Sommes-nous tous makers ? Ici autour de cette table personne n’est inscrit dans un fablab.  

Quel dialogue entre d’un côté un monde qu’on peut modéliser avec un ordinateur et le monde pratique ? Il y a un un manque de dialogue entre la fabrication et la conception qu’on retrouve partout.  

 

Lorsqu’on parle des Low Tech aujourd’hui, on raconte l’histoire de la frugalité de manière plus distribuée. Mais ce qui manque c’est une cartographie de la connaissance : "je sais certains trucs, toi aussi, mettons-nous au commun". La modélisation des compétences, des liens, est très difficile. On ne sait pas raconter des chemins prospectifs. Toutes nos stratégies correspondent à un héritage culturel. Les métiers évoluent, on est obligés de réapprendre en permanence.

 

On parle de transformation sociale mais ne sait pas modéliser l’impact social. On ne sait pas modifier la société collectivement. On a les grands mouvements de groupe, mais au niveau de l’individu comment s’opère la transformation ? Comment devient-on maker ?  

 

Philippe Durance rappelle l’exemple de la ville Anglaise de Totnes, ou la transformation collective a eu lieu par le passage à l’action de quelques citoyens puis d’une majorité de citoyens.

 

Alexandre Monnin indique qu’il y a une frustration entre ce dont on parle, Low Tech/Frugalité, et ce que l’on trouve dans les modèles économiques actuels. Un objet technique seul n’existe pas, un objet est le résultat d’un système complexe avec des humains et des ressources. Le Low tech ne signifie pas moins d’intelligence, moins de science, cela signifie moins de matériaux, moins d’énergie consommée...  

 

En résumé, quelques thèmes abordés par les participants qui pourraient nourrir la recherche

 

  • Pour devenir maker, quelle acquisition de compétences est nécessaire, quelle cartographie des compétences, comment la modéliser ?
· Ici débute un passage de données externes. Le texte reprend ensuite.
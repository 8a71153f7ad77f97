use std::fs;

use ratatui::style::Color;
use rust_embed::Embed;
use serde::{Deserialize, Serialize};

#[derive(Embed)]
#[folder = "assets/themes/"]
struct ThemeAssets;

#[derive(Clone, Debug, Serialize, Deserialize)]
pub struct Theme {
    pub name: String,
    pub colors: ThemeColors,
}

#[derive(Clone, Debug, Serialize, Deserialize)]
pub struct ThemeColors {
    pub bg: String,
    pub fg: String,
    pub panel_bg: String,
    pub header_bg: String,
    pub header_fg: String,
    pub border: String,
    pub border_focused: String,
    pub accent: String,
    pub accent_dim: String,
    pub text_dim: String,
    pub line_number: String,
    pub placeholder: String,
    pub cursor_fg: String,
    pub cursor_bg: String,
    pub success: String,
    pub warning: String,
    pub error: String,
}

impl Theme {
    pub fn load(name: &str) -> Option<Self> {
        // Try user themes dir
        if let Some(config_dir) = dirs::config_dir() {
            let user_theme_path = config_dir
                .join("deepclone")
                .join("themes")
                .join(format!("{name}.toml"));
            if let Ok(content) = fs::read_to_string(&user_theme_path) {
                if let Ok(theme) = toml::from_str::<Theme>(&content) {
                    return Some(theme);
                }
            }
        }

        // Try bundled themes
        let filename = format!("{name}.toml");
        if let Some(file) = ThemeAssets::get(&filename) {
            if let Ok(content) = std::str::from_utf8(file.data.as_ref()) {
                if let Ok(theme) = toml::from_str::<Theme>(content) {
                    return Some(theme);
                }
            }
        }

        None
    }

    #[allow(dead_code)]
    pub fn available_themes() -> Vec<String> {
        ThemeAssets::iter()
            .filter_map(|f| f.strip_suffix(".toml").map(|n| n.to_string()))
            .collect()
    }
}

impl Default for Theme {
    fn default() -> Self {
        Self::load("github-dark").unwrap_or_else(|| Self {
            name: "default".to_string(),
            colors: ThemeColors::default(),
        })
    }
}

impl Default for ThemeColors {
    fn default() -> Self {
        // The original editor palette: near-black panels, indigo accent.
        Self {
            bg: "#030712".to_string(),
            fg: "#e5e7eb".to_string(),
            panel_bg: "#0d1117".to_string(),
            header_bg: "#111827".to_string(),
            header_fg: "#e5e7eb".to_string(),
            border: "#1f2937".to_string(),
            border_focused: "#6366f1".to_string(),
            accent: "#818cf8".to_string(),
            accent_dim: "#312e81".to_string(),
            text_dim: "#9ca3af".to_string(),
            line_number: "#4b5563".to_string(),
            placeholder: "#6b7280".to_string(),
            cursor_fg: "#030712".to_string(),
            cursor_bg: "#e5e7eb".to_string(),
            success: "#4ade80".to_string(),
            warning: "#facc15".to_string(),
            error: "#f87171".to_string(),
        }
    }
}

impl ThemeColors {
    pub fn parse_color(hex: &str) -> Color {
        let hex = hex.trim_start_matches('#');
        if hex.len() == 6 {
            if let (Ok(r), Ok(g), Ok(b)) = (
                u8::from_str_radix(&hex[0..2], 16),
                u8::from_str_radix(&hex[2..4], 16),
                u8::from_str_radix(&hex[4..6], 16),
            ) {
                return Color::Rgb(r, g, b);
            }
        }
        Color::Reset
    }

    pub fn bg(&self) -> Color {
        Self::parse_color(&self.bg)
    }
    pub fn fg(&self) -> Color {
        Self::parse_color(&self.fg)
    }
    pub fn panel_bg(&self) -> Color {
        Self::parse_color(&self.panel_bg)
    }
    pub fn header_bg(&self) -> Color {
        Self::parse_color(&self.header_bg)
    }
    pub fn header_fg(&self) -> Color {
        Self::parse_color(&self.header_fg)
    }
    pub fn border(&self) -> Color {
        Self::parse_color(&self.border)
    }
    pub fn border_focused(&self) -> Color {
        Self::parse_color(&self.border_focused)
    }
    pub fn accent(&self) -> Color {
        Self::parse_color(&self.accent)
    }
    pub fn accent_dim(&self) -> Color {
        Self::parse_color(&self.accent_dim)
    }
    pub fn text_dim(&self) -> Color {
        Self::parse_color(&self.text_dim)
    }
    pub fn line_number(&self) -> Color {
        Self::parse_color(&self.line_number)
    }
    pub fn placeholder(&self) -> Color {
        Self::parse_color(&self.placeholder)
    }
    pub fn cursor_fg(&self) -> Color {
        Self::parse_color(&self.cursor_fg)
    }
    pub fn cursor_bg(&self) -> Color {
        Self::parse_color(&self.cursor_bg)
    }
    pub fn success(&self) -> Color {
        Self::parse_color(&self.success)
    }
    pub fn warning(&self) -> Color {
        Self::parse_color(&self.warning)
    }
    pub fn error(&self) -> Color {
        Self::parse_color(&self.error)
    }
}

#[cfg(test)]
mod tests {
    use super::*;

    #[test]
    fn test_parse_color_hex() {
        assert_eq!(ThemeColors::parse_color("#0d1117"), Color::Rgb(13, 17, 23));
        assert_eq!(ThemeColors::parse_color("ffffff"), Color::Rgb(255, 255, 255));
        assert_eq!(ThemeColors::parse_color("#zzz"), Color::Reset);
    }

    #[test]
    fn test_bundled_themes_parse() {
        for name in Theme::available_themes() {
            assert!(Theme::load(&name).is_some(), "theme {name} failed to parse");
        }
    }
}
  • Le Low tech implique la réappropriation des outils, pour fabriquer. Cela peut devenir un plaisir (L’éloge du carburateur. Mathew Crowford), mais cela va au-delà du simple plaisir de bricoler, il y a une fabrication d’un objet tangible dans une société dématérialisée.  

  • Est-ce que les FabLab ne sont pas une préfiguration d’une démarche industrielle qui permettrait de relocaliser la production ?  

  • Quels modèles économiques ? Comment ces nouveaux modèles peuvent exister dans une économie où la tendance est l’industrialisation et l’obsolescence programmée ? Comment sortir de l’effet de niche (innovation ascendante) ?

  • Quelles licences ? Quels statuts juridiques ? Les valeurs de l’open source ne sont pas forcement les valeurs de la Low Tech, les communautés sont avancées chacune à leur manière.